Migration is a nightmare

gk_emmo

Member
Oct 24, 2020
13
2
8
38
Dear Members!

We are quite new to Proxmox, and we are in the proccess to deploy our first small cluster with 5 nodes:
5x Dell R730xd with Dual Xeons
192GB RAM each
8xSamsung PM SSD 1TB for OSD's in each node
2xSamsung NVME for WAL and DB in each node

We are trying to migrate from an old VMware / HyperV environment, which was not created by us. We used HyperV for a longer time now, but we really want to try to come over to Proxmox.

We are at the point, when PVE nodes and cluster is up, CEPH is also OK, with 7-800 MB / sec write with radosbench. So it looks OK.

But, we struggle to proceed with the actual migration.

There are ~25 machines at all, half of them linux, other half is Windows SRV (2008/2012 / 2016).

We stuck with the first 2 servers. One of them is 2012(not R2 , i know...), and the other is 2008 R2.

The 2012 won't let us boot into the machine, and with the 2008 the situation is, that qm importdisk is doing the import soo slow, compared to the other 3 disks what it imported already, with the same size, and from the same source.

With the 2012 we tried nearly all of the things what we knew, boot is OK, but there is no joy with the system itself, it keeps saying errors due to hardware changes.

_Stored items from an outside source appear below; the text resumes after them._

//! Single-cell successor invariant: each move changes exactly its own cell.

use super::Invariant;
use crate::game::Game;
use crate::types::{Mark, Position};

/// Invariant: every legal move's board equals the game's board except at
/// the move's key, which holds the mover's mark. All moves share a mover.
pub struct SingleCellSuccessorInvariant;

impl Invariant<Game> for SingleCellSuccessorInvariant {
    fn holds(game: &Game) -> bool {
        let moves = game.legal_moves();
        let Some(mover) = game.to_move() else {
            return true;
        };

        moves.positions().zip(moves.iter()).all(|(key, mv)| {
            mv.position() == key
                && mv.mover() == mover
                && Position::ALL.iter().all(|&pos| {
                    let expected = if pos == key {
                        Mark::Occupied(mover)
                    } else {
                        game.board().mark(pos)
                    };
                    mv.board().mark(pos) == expected
                })
        })
    }

    fn description() -> &'static str {
        "Each legal move fills only its own cell with the mover's mark"
    }
}
/// `<method_name>(f)` handing `f` the root writer of the stub type `n`.
fn callback(method_name: &str, next: &str, n: &str, open: &[String], close: &[String]) -> String {
    let mut body: Vec<String> = open.to_vec();
    body.push(format!("f(writer_of_{}<Output>(_out));", flat(n)));
    body.extend(close.iter().cloned());
    body.push(CONTINUE.to_string());
    method_owned(
        &[
            "template<typename Serializer>".to_string(),
            format!("{}<Output> {}(Serializer&& f) &&", next, method_name),
        ],
        &body,
    )
}

fn unsupported(context: &str, t: &Type) -> IdlError {
    let type_name = t.param_type();
    error!(context, type_name = %type_name, "unsupported type shape");
    IdlError::UnsupportedType {
        context: context.to_string(),
        type_name,
    }
}

/// A member function of a node, indented for a struct body.
fn method(header: &[&str], body: &[&str]) -> String {
    let mut text = String::from("\n");
    for line in header {
        text.push_str("\n    ");
        text.push_str(line);
    }
    text.push_str(" {");
    for line in body {
        text.push_str("\n        ");
        text.push_str(line);
    }
    text.push_str("\n    }");
    text
}

fn method_owned(header: &[String], body: &[String]) -> String {
    let header: Vec<&str> = header.iter().map(String::as_str).collect();
    let body: Vec<&str> = body.iter().map(String::as_str).collect();
    method(&header, &body)
}

fn const_ref(t: &Type) -> String {
    match t {
        Type::Basic(b) => format!("const {}&", b.name),
        Type::Template(_) => format!("const {}&", t.param_type()),
    }
}

fn flat(name: &str) -> String {
    name.replace("::", "__")
}

fn join(path: &[String]) -> String {
    path.join("__")
}

fn child(path: &[String], name: &str) -> Vec<String> {
    let mut path = path.to_vec();
    path.push(name.to_string());
    path
}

With importdisk, is there anybody who knows what can cause this big difference in an import proccess when everything is the same like with the 3 other disks before? Even the size is identical...

I apprecciate any kind of direction or advice, we need to finish with the deployment until tomorrow evening...

Thank You in advance,

Gabor
 
Last edited:
Hi,
The 2012 won't let us boot into the machine, and with the 2008 the situation is, that qm importdisk is doing the import soo slow, compared to the other 3 disks what it imported already, with the same size, and from the same source.
The 2012 won't let us boot into the machine
yeah, windows can be quite picky about HW changes...

What CPU, disk and network options did you set for the VMs? Can you post VM config(s)? qm config VMID

In general, it may help to move over the disks to Virtio-SCSI, the network also to VirtIO, if you have not already done so.
See: https://pve.proxmox.com/wiki/Windows_VirtIO_Drivers

that qm importdisk is doing the import soo slow, compared to the other 3 disks what it imported already, with the same size, and from the same source.
From what storage do you import the disk?
 
Hi,


yeah, windows can be quite picky about HW changes...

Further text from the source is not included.